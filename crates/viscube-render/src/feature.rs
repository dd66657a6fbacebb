//! Feature controller and frame scheduling.
//!
//! [`VisibilityCubeFeature`] owns the shared settings, picks the atlas
//! format the adapter supports, and registers the capture and resolve
//! passes with a [`FrameScheduler`] at fixed injection points.

use std::sync::{Arc, RwLock};

use glam::Vec3;

use viscube_core::{choose_atlas_format, AtlasFormat, VisibilityCubeSettings};

use crate::capture::CubeCapturePass;
use crate::error::RenderResult;
use crate::occluder::OccluderSource;
use crate::resolve::ResolveSsCubePass;
use crate::targets::{atlas_texture_format, TargetPool};
use crate::{CameraMatrices, FrameContext, SceneTarget};

/// Settings handle shared between the host application and the passes.
pub type SharedSettings = Arc<RwLock<VisibilityCubeSettings>>;

/// Reads the current settings, recovering the value even if a writer
/// panicked while holding the lock.
#[must_use]
pub fn snapshot(settings: &SharedSettings) -> VisibilityCubeSettings {
    match settings.read() {
        Ok(guard) => guard.clone(),
        Err(poisoned) => poisoned.into_inner().clone(),
    }
}

/// Where in the frame a pass runs.
#[derive(Debug, Clone, Copy, PartialEq, Eq, PartialOrd, Ord, Hash)]
pub enum InjectionPoint {
    /// After opaque scene geometry has been rendered.
    AfterOpaques,
    /// After post-processing, just before presentation.
    AfterPostProcessing,
}

/// A pass that participates in the frame schedule.
///
/// `setup` allocates frame-scoped resources and may mark the frame as
/// skipped, `execute` records GPU work, and `cleanup` runs for every pass
/// at the end of the frame regardless of earlier failures.
pub trait FramePass {
    fn setup(&mut self, ctx: &mut FrameContext<'_>) -> RenderResult<()>;
    fn execute(
        &mut self,
        ctx: &mut FrameContext<'_>,
        occluders: &dyn OccluderSource,
    ) -> RenderResult<()>;
    fn cleanup(&mut self, ctx: &mut FrameContext<'_>);
}

/// Runs registered passes in injection-point order.
#[derive(Default)]
pub struct FrameScheduler {
    passes: Vec<(InjectionPoint, Box<dyn FramePass>)>,
}

impl FrameScheduler {
    #[must_use]
    pub fn new() -> Self {
        Self::default()
    }

    /// Registers a pass; passes at the same point keep registration order.
    pub fn register(&mut self, point: InjectionPoint, pass: Box<dyn FramePass>) {
        self.passes.push((point, pass));
        self.passes.sort_by_key(|(p, _)| *p);
    }

    #[must_use]
    pub fn len(&self) -> usize {
        self.passes.len()
    }

    #[must_use]
    pub fn is_empty(&self) -> bool {
        self.passes.is_empty()
    }

    /// Runs one frame through every registered pass.
    ///
    /// A pass that fails setup or execute is logged and skipped; cleanup
    /// still runs for all passes so scoped targets are released.
    pub fn run_frame(&mut self, ctx: &mut FrameContext<'_>, occluders: &dyn OccluderSource) {
        for (point, pass) in &mut self.passes {
            if let Err(e) = pass.setup(ctx) {
                log::warn!("pass setup failed at {point:?}: {e}");
                continue;
            }
            if let Err(e) = pass.execute(ctx, occluders) {
                log::warn!("pass execute failed at {point:?}: {e}");
            }
        }
        for (_, pass) in &mut self.passes {
            pass.cleanup(ctx);
        }
    }
}

/// Picks the best atlas format the adapter can render to, in preference
/// order `RgHalf`, `RgbaHalf`, `Rgba8`.
#[must_use]
pub fn detect_atlas_format(adapter: &wgpu::Adapter) -> AtlasFormat {
    choose_atlas_format(|format| {
        adapter
            .get_texture_format_features(atlas_texture_format(format))
            .allowed_usages
            .contains(wgpu::TextureUsages::RENDER_ATTACHMENT)
    })
}

/// Owns the two passes and the shared state they communicate through.
pub struct VisibilityCubeFeature {
    settings: SharedSettings,
    scheduler: FrameScheduler,
    pool: TargetPool,
    occluder_layout: wgpu::BindGroupLayout,
    atlas_format: AtlasFormat,
}

impl VisibilityCubeFeature {
    /// Creates the feature, detecting the atlas format from the adapter
    /// when the settings ask for auto-detection.
    #[must_use]
    pub fn new(
        device: &wgpu::Device,
        adapter: &wgpu::Adapter,
        mut settings: VisibilityCubeSettings,
    ) -> Self {
        if settings.auto_detect_format {
            settings.format = detect_atlas_format(adapter);
        }
        Self::with_format(device, settings.format, settings)
    }

    /// Creates the feature with an explicit atlas format, bypassing
    /// adapter detection.
    #[must_use]
    pub fn with_format(
        device: &wgpu::Device,
        format: AtlasFormat,
        mut settings: VisibilityCubeSettings,
    ) -> Self {
        settings.format = format;
        log::info!("visibility cube atlas format: {format:?}");

        let shared: SharedSettings = Arc::new(RwLock::new(settings));
        let capture = CubeCapturePass::new(device, Arc::clone(&shared), format);
        let occluder_layout = capture.model_bind_group_layout().clone();
        let resolve = ResolveSsCubePass::new(device, Arc::clone(&shared), format);

        let mut scheduler = FrameScheduler::new();
        scheduler.register(InjectionPoint::AfterOpaques, Box::new(capture));
        scheduler.register(InjectionPoint::AfterPostProcessing, Box::new(resolve));

        Self {
            settings: shared,
            scheduler,
            pool: TargetPool::new(),
            occluder_layout,
            atlas_format: format,
        }
    }

    /// Shared settings handle; hosts mutate these between frames.
    #[must_use]
    pub fn settings(&self) -> &SharedSettings {
        &self.settings
    }

    /// Atlas format the passes are rendering in.
    #[must_use]
    pub fn atlas_format(&self) -> AtlasFormat {
        self.atlas_format
    }

    #[must_use]
    pub fn float_atlas(&self) -> bool {
        self.atlas_format.is_float()
    }

    /// Bind group layout occluder model uniforms must be created with.
    #[must_use]
    pub fn occluder_layout(&self) -> &wgpu::BindGroupLayout {
        &self.occluder_layout
    }

    /// Pool used for frame-scoped targets; exposed for leak assertions.
    #[must_use]
    pub fn pool(&self) -> &TargetPool {
        &self.pool
    }

    /// Records one frame of capture and resolve work into `encoder`.
    #[allow(clippy::too_many_arguments)]
    pub fn render_frame(
        &mut self,
        device: &wgpu::Device,
        queue: &wgpu::Queue,
        encoder: &mut wgpu::CommandEncoder,
        scene: SceneTarget<'_>,
        camera: CameraMatrices,
        viewer_pos: Vec3,
        occluders: &dyn OccluderSource,
    ) {
        let mut ctx = FrameContext {
            device,
            queue,
            encoder,
            scene,
            camera,
            viewer_pos,
            pool: &self.pool,
            atlas: None,
        };
        self.scheduler.run_frame(&mut ctx, occluders);
    }
}

#[cfg(test)]
mod tests {
    use super::*;

    struct NoopPass;

    impl FramePass for NoopPass {
        fn setup(&mut self, _ctx: &mut FrameContext<'_>) -> RenderResult<()> {
            Ok(())
        }

        fn execute(
            &mut self,
            _ctx: &mut FrameContext<'_>,
            _occluders: &dyn OccluderSource,
        ) -> RenderResult<()> {
            Ok(())
        }

        fn cleanup(&mut self, _ctx: &mut FrameContext<'_>) {}
    }

    #[test]
    fn test_snapshot_reads_current_value() {
        let shared: SharedSettings = Arc::new(RwLock::new(VisibilityCubeSettings::default()));
        {
            let mut guard = shared.write().unwrap();
            guard.blur = true;
        }
        assert!(snapshot(&shared).blur);
    }

    #[test]
    fn test_snapshot_survives_poisoned_lock() {
        let shared: SharedSettings = Arc::new(RwLock::new(VisibilityCubeSettings::default()));
        let clone = Arc::clone(&shared);
        let _ = std::thread::spawn(move || {
            let _guard = clone.write().unwrap();
            panic!("poison the lock");
        })
        .join();
        assert!(shared.is_poisoned());
        let _ = snapshot(&shared);
    }

    #[test]
    fn test_injection_points_order() {
        assert!(InjectionPoint::AfterOpaques < InjectionPoint::AfterPostProcessing);
    }

    #[test]
    fn test_scheduler_sorts_by_injection_point() {
        let mut scheduler = FrameScheduler::new();
        scheduler.register(InjectionPoint::AfterPostProcessing, Box::new(NoopPass));
        scheduler.register(InjectionPoint::AfterOpaques, Box::new(NoopPass));
        assert_eq!(scheduler.len(), 2);
        assert_eq!(scheduler.passes[0].0, InjectionPoint::AfterOpaques);
        assert_eq!(scheduler.passes[1].0, InjectionPoint::AfterPostProcessing);
    }
}
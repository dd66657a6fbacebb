//! Frame-scoped temporary render targets.
//!
//! Temporary targets (the cube atlas, the silhouette mask, blur ping-pong
//! buffers, the scene copy) live for exactly one camera's frame. The pool
//! hands out [`ScopedTarget`] guards whose `Drop` releases the allocation
//! claim, so every exit path — including a skipped pass — returns the pool
//! to zero outstanding targets.

use std::sync::atomic::{AtomicUsize, Ordering};
use std::sync::Arc;

use viscube_core::{AtlasFormat, DepthBits};

/// Maps the atlas preference format onto a wgpu texture format.
#[must_use]
pub fn atlas_texture_format(format: AtlasFormat) -> wgpu::TextureFormat {
    match format {
        AtlasFormat::RgHalf => wgpu::TextureFormat::Rg16Float,
        AtlasFormat::RgbaHalf => wgpu::TextureFormat::Rgba16Float,
        AtlasFormat::Rgba8 => wgpu::TextureFormat::Rgba8Unorm,
    }
}

/// Maps requested depth precision onto the nearest wgpu depth format.
///
/// There is no 8-bit depth format; that request rounds up to 16 bits.
#[must_use]
pub fn depth_texture_format(bits: DepthBits) -> wgpu::TextureFormat {
    match bits {
        DepthBits::B8 | DepthBits::B16 => wgpu::TextureFormat::Depth16Unorm,
        DepthBits::B24 => wgpu::TextureFormat::Depth24Plus,
        DepthBits::B32 => wgpu::TextureFormat::Depth32Float,
    }
}

/// Dimensions of the blur intermediates for a given source size and
/// downsample divider.
#[must_use]
pub fn blur_target_size(width: u32, height: u32, divider: u32) -> (u32, u32) {
    let divider = divider.max(1);
    ((width / divider).max(1), (height / divider).max(1))
}

/// Descriptor for a temporary render target.
#[derive(Debug, Clone, Copy)]
pub struct TargetDesc {
    /// Debug label applied to the textures.
    pub label: &'static str,
    /// Width in pixels.
    pub width: u32,
    /// Height in pixels.
    pub height: u32,
    /// Color format.
    pub format: wgpu::TextureFormat,
    /// Optional depth attachment format.
    pub depth_format: Option<wgpu::TextureFormat>,
    /// Usage flags for the color texture.
    pub usage: wgpu::TextureUsages,
}

impl TargetDesc {
    /// A color-only target usable as attachment and shader input.
    #[must_use]
    pub fn color(label: &'static str, width: u32, height: u32, format: wgpu::TextureFormat) -> Self {
        Self {
            label,
            width,
            height,
            format,
            depth_format: None,
            usage: wgpu::TextureUsages::RENDER_ATTACHMENT | wgpu::TextureUsages::TEXTURE_BINDING,
        }
    }

    /// Adds a depth attachment.
    #[must_use]
    pub fn with_depth(mut self, format: wgpu::TextureFormat) -> Self {
        self.depth_format = Some(format);
        self
    }

    /// Adds extra usage flags on the color texture.
    #[must_use]
    pub fn with_usage(mut self, usage: wgpu::TextureUsages) -> Self {
        self.usage |= usage;
        self
    }
}

/// Allocator for frame-scoped targets with live-allocation accounting.
#[derive(Debug, Default)]
pub struct TargetPool {
    live: Arc<AtomicUsize>,
}

impl TargetPool {
    /// Creates an empty pool.
    #[must_use]
    pub fn new() -> Self {
        Self::default()
    }

    /// Allocates a temporary target. The claim is released when the returned
    /// guard is dropped.
    #[must_use]
    pub fn acquire(&self, device: &wgpu::Device, desc: &TargetDesc) -> ScopedTarget {
        let size = wgpu::Extent3d {
            width: desc.width.max(1),
            height: desc.height.max(1),
            depth_or_array_layers: 1,
        };

        let texture = device.create_texture(&wgpu::TextureDescriptor {
            label: Some(desc.label),
            size,
            mip_level_count: 1,
            sample_count: 1,
            dimension: wgpu::TextureDimension::D2,
            format: desc.format,
            usage: desc.usage,
            view_formats: &[],
        });
        let view = texture.create_view(&wgpu::TextureViewDescriptor::default());

        let depth = desc.depth_format.map(|format| {
            let texture = device.create_texture(&wgpu::TextureDescriptor {
                label: Some(desc.label),
                size,
                mip_level_count: 1,
                sample_count: 1,
                dimension: wgpu::TextureDimension::D2,
                format,
                usage: wgpu::TextureUsages::RENDER_ATTACHMENT,
                view_formats: &[],
            });
            let view = texture.create_view(&wgpu::TextureViewDescriptor::default());
            (texture, view)
        });

        self.live.fetch_add(1, Ordering::Relaxed);
        let (depth_texture, depth_view) = match depth {
            Some((texture, view)) => (Some(texture), Some(view)),
            None => (None, None),
        };
        ScopedTarget {
            texture,
            view,
            depth_texture,
            depth_view,
            live: Arc::clone(&self.live),
        }
    }

    /// Number of targets currently alive. Zero between frames.
    #[must_use]
    pub fn outstanding(&self) -> usize {
        self.live.load(Ordering::Relaxed)
    }
}

/// A temporary render target whose pool claim is released on drop.
///
/// Dropping the guard after command recording is safe: wgpu keeps the
/// underlying textures alive until the submitted commands finish.
#[derive(Debug)]
pub struct ScopedTarget {
    /// Color texture.
    pub texture: wgpu::Texture,
    /// Render/sample view of the color texture.
    pub view: wgpu::TextureView,
    /// Depth texture, when requested.
    pub depth_texture: Option<wgpu::Texture>,
    /// Attachment view of the depth texture.
    pub depth_view: Option<wgpu::TextureView>,
    live: Arc<AtomicUsize>,
}

impl Drop for ScopedTarget {
    fn drop(&mut self) {
        self.live.fetch_sub(1, Ordering::Relaxed);
    }
}

#[cfg(test)]
mod tests {
    use super::*;

    #[test]
    fn test_blur_target_size_halves() {
        assert_eq!(blur_target_size(1920, 1080, 2), (960, 540));
        assert_eq!(blur_target_size(1920, 1080, 1), (1920, 1080));
        assert_eq!(blur_target_size(640, 480, 4), (160, 120));
    }

    #[test]
    fn test_blur_target_size_never_zero() {
        assert_eq!(blur_target_size(2, 2, 4), (1, 1));
        assert_eq!(blur_target_size(0, 0, 1), (1, 1));
    }

    #[test]
    fn test_depth_format_rounding() {
        assert_eq!(
            depth_texture_format(DepthBits::B8),
            wgpu::TextureFormat::Depth16Unorm
        );
        assert_eq!(
            depth_texture_format(DepthBits::B24),
            wgpu::TextureFormat::Depth24Plus
        );
        assert_eq!(
            depth_texture_format(DepthBits::B32),
            wgpu::TextureFormat::Depth32Float
        );
    }
}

◆ ◆ ◆

- **WHAT YOU ARE ASKED TO DO**
Out of the data above, return each line where the word "RwLock" can be found.

- **THE COMPLETED TASK**
use std::sync::{Arc, RwLock};
pub type SharedSettings = Arc<RwLock<VisibilityCubeSettings>>;
        let shared: SharedSettings = Arc::new(RwLock::new(settings));
        let shared: SharedSettings = Arc::new(RwLock::new(VisibilityCubeSettings::default()));
        let shared: SharedSettings = Arc::new(RwLock::new(VisibilityCubeSettings::default()));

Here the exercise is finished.